It doesn’t take long before you fall in love with a helicopter.
The ponderous, heavy, and wholly improbable flight of a cargo plane, or the enclosed cocoon of a commercial airliner are too similar to driving in a delivery truck rather than tearing down the highway in a four-seat convertible.
The chopper has its own rhythm, and moves impossibly in all directions—or none at all; still as a kite, if not quite as silent.
Floating above the war; that’s how you see it. Not only floating, but careening at the treetops, unconcerned with jungle combat, which you know from chewing the fat with your buddies, is relentlessly hot, sticky, oppressively humid.
Above it, you’re always in the sun, but never a slave to its heat. Altitude in a chopper is like being on the good side of a giant fan all the time. Even when you’re hovering, the blades move the air all around you, pulling away the heat and circulating the coolness. You can get lost in the drone of the engine, the whirring of the rotors, the groaning of the metal as it fights against gravity.

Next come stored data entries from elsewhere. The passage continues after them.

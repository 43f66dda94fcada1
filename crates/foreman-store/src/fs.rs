//! Filesystem blob store.
//!
//! One file per key under a base directory. Writes go to a `.tmp`
//! sibling first and are renamed into place, so a blob is always either
//! fully the old value or fully the new one.

use std::path::{Path, PathBuf};

use async_trait::async_trait;
use tokio::fs;
use tokio::io::AsyncWriteExt;

use crate::blob::BlobStore;
use crate::error::{StoreError, StoreResult};

/// Suffix for in-flight writes. Files carrying it are ignored by
/// `get`/`list` and swept away by `put` on the next write to the key.
const TMP_SUFFIX: &str = ".tmp";

/// Filesystem-backed [`BlobStore`].
///
/// Keys map directly to relative paths under the base directory, so
/// namespaced keys (`state/abc`) become subdirectories. Keys containing
/// `..` segments or leading separators are rejected.
#[derive(Debug, Clone)]
pub struct FsStore {
    base_dir: PathBuf,
}

impl FsStore {
    /// Open a store rooted at `base_dir`, creating the directory if needed.
    pub async fn open(base_dir: impl Into<PathBuf>) -> StoreResult<Self> {
        let base_dir = base_dir.into();
        fs::create_dir_all(&base_dir).await?;
        tracing::debug!(dir = %base_dir.display(), "opened filesystem blob store");
        Ok(Self { base_dir })
    }

    /// Default data directory.
    ///
    /// Priority: `FOREMAN_DATA_DIR` env var, then the platform data dir
    /// (`~/.local/share/foreman` on Linux), then `./.foreman`.
    pub fn default_dir() -> PathBuf {
        if let Ok(dir) = std::env::var("FOREMAN_DATA_DIR") {
            return PathBuf::from(dir);
        }
        dirs::data_dir()
            .map(|d| d.join("foreman"))
            .unwrap_or_else(|| PathBuf::from(".foreman"))
    }

    /// The directory this store is rooted at.
    pub fn base_dir(&self) -> &Path {
        &self.base_dir
    }

    /// Map a key to its backing file path, rejecting traversal.
    fn key_path(&self, key: &str) -> StoreResult<PathBuf> {
        if key.is_empty()
            || key.starts_with('/')
            || key.ends_with(TMP_SUFFIX)
            || key.split('/').any(|seg| seg.is_empty() || seg == "..")
        {
            return Err(StoreError::InvalidKey(key.to_owned()));
        }
        Ok(self.base_dir.join(key))
    }
}

#[async_trait]
impl BlobStore for FsStore {
    async fn put(&self, key: &str, bytes: &[u8]) -> StoreResult<()> {
        let path = self.key_path(key)?;
        if let Some(parent) = path.parent() {
            fs::create_dir_all(parent).await?;
        }

        // Write the full blob to a tmp sibling, then rename into place.
        let file_name = path
            .file_name()
            .map(|n| n.to_string_lossy().into_owned())
            .unwrap_or_default();
        let tmp = path.with_file_name(format!("{file_name}{TMP_SUFFIX}"));
        let mut file = fs::File::create(&tmp).await?;
        file.write_all(bytes).await?;
        file.sync_all().await?;
        drop(file);
        fs::rename(&tmp, &path).await?;
        Ok(())
    }

    async fn get(&self, key: &str) -> StoreResult<Option<Vec<u8>>> {
        let path = self.key_path(key)?;
        match fs::read(&path).await {
            Ok(bytes) => Ok(Some(bytes)),
            Err(e) if e.kind() == std::io::ErrorKind::NotFound => Ok(None),
            Err(e) => Err(e.into()),
        }
    }

    async fn list(&self, prefix: &str) -> StoreResult<Vec<String>> {
        // Walk from the deepest existing directory implied by the prefix.
        let (dir, _) = match prefix.rsplit_once('/') {
            Some((dir, rest)) => (self.base_dir.join(dir), rest),
            None => (self.base_dir.clone(), prefix),
        };

        let mut keys = Vec::new();
        let mut pending = vec![dir];
        while let Some(dir) = pending.pop() {
            let mut entries = match fs::read_dir(&dir).await {
                Ok(entries) => entries,
                Err(e) if e.kind() == std::io::ErrorKind::NotFound => continue,
                Err(e) => return Err(e.into()),
            };
            while let Some(entry) = entries.next_entry().await? {
                let path = entry.path();
                if entry.file_type().await?.is_dir() {
                    pending.push(path);
                    continue;
                }
                let Ok(rel) = path.strip_prefix(&self.base_dir) else {
                    continue;
                };
                let key = rel.to_string_lossy().replace(std::path::MAIN_SEPARATOR, "/");
                if key.starts_with(prefix) && !key.ends_with(TMP_SUFFIX) {
                    keys.push(key);
                }
            }
        }
        Ok(keys)
    }

    async fn delete(&self, key: &str) -> StoreResult<bool> {
        let path = self.key_path(key)?;
        match fs::remove_file(&path).await {
            Ok(()) => Ok(true),
            Err(e) if e.kind() == std::io::ErrorKind::NotFound => Ok(false),
            Err(e) => Err(e.into()),
        }
    }
}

Even when you fire on the jungle below, you don’t think you’re shooting at the Viet Cong. You never see them, you only point and aim your guns where the guys on the ground say they’re taking fire from.
You don’t care if you hit them or not; the body counts are the responsibility of those who called you in to help them. All you think about and feel is the giddy joy, the invulnerability of mechanized flight. Nothing can touch you up here.
When you’re flying over an area where you’re shooting almost straight down into the trees, or at a high angle into a tree-line, you come out of the glare of the sun, suddenly visible. You know it sounds and looks impressive and dangerous and deadly to anyone on the ground.
When you swoop down on a combat zone, you’re invincible. You’re fast, you’re in a box of armored steel (despite the open doors), and you’ve got superior firepower. You have the best pilots in the world, and the best equipment. You hoot and holler. You can’t help being in love.
Until some VC marksman with a light machine gun, something like the M60 you have mounted at your doors, gets a bead on you. The racket those bullets make as they slam into the undercarriage and the walls and the ceiling of the chopper is unmistakable, and horrifying. When they hit your M60, your great machine gun is ripped open like a splintering twig. When their bullets hit flesh, they force hunks of blood and meat to splatter the interior walls, sometimes getting swept up and out in the air currents made by the rotors.
Getting hit by a bullet is one thing. It hurts like hell, but the pain tells you that you’ll probably survive. When you don’t know you’re hit, where you only feel numb, those are the ones that are sure to maim and kill. You’ve already heard those stories from your wounded buddies, but that’s only part of the panic.
When the chopper is hit, everything changes immediately. You’re no longer in an invulnerable and indestructible airship dealing death from above without any serious response from the enemy.
Now, you’re in a lumbering box, something that moves just too god damn slow no matter what the pilot does, a huge easy target, a sitting duck, dangling, huge, the nearest and most visible item in the sky. There’s no cover; if it’s been hit once, it will be hit again—and again.
Now, there’s no place to fly to; no retreat fast enough. In all the possible directions a helicopter can move, none are safe anymore. There’s no means of escaping the rest of the enemy platoon or what must be a whole fucking regiment that’s about to find the one target in the sky they can all see and find in range.
When you start to fall, you feel the need to piss, shit, and puke all at the same time. There’s no way to steady yourself, no way to trick your body into staying calm. You know you’re falling and there’s nothing you can do about it.
The horizon slips and your belly cramps; your diaphragm heaves, trying to keep your heart and lungs together and intact but abandoning your guts, pulling your insides in both directions at once. Your ass cheeks tighten involuntarily even as you know you’re about to shit yourself.
There’s no way you can close your eyes. The sudden surprise of your imminent death is just too fascinating.
You know it’s possible to survive a helicopter crash; you’ve heard those stories, too. But you know somehow that such things only happen to other guys. Now, you hate this helicopter, this epitome of technological hubris, this enormous metal coffin that you’re inexorably trapped in.
You hate it now, in these few seconds, much more than you ever loved it for all the weeks and months you’ve been in it. You blame it for killing you. You can’t blame the enemy; all he did was chance upon this gift of an irresistible target, this machine that encapsulates everything he loathes about America.
It’s not his fault that you were in the best and easiest thing to shoot at, to hit, to destroy. His joy at killing you is certainly as great as yours was at the thought of killing his comrades just a few minutes before.
And the bullets, adding a sickening staccato accompaniment to the screaming alarms of the chopper controls, keep smashing into the metal, your flesh, your mind. Even as you’re falling at 32 feet per second per second, you know you’re not falling fast enough to dodge them, and you find it appallingly unfair.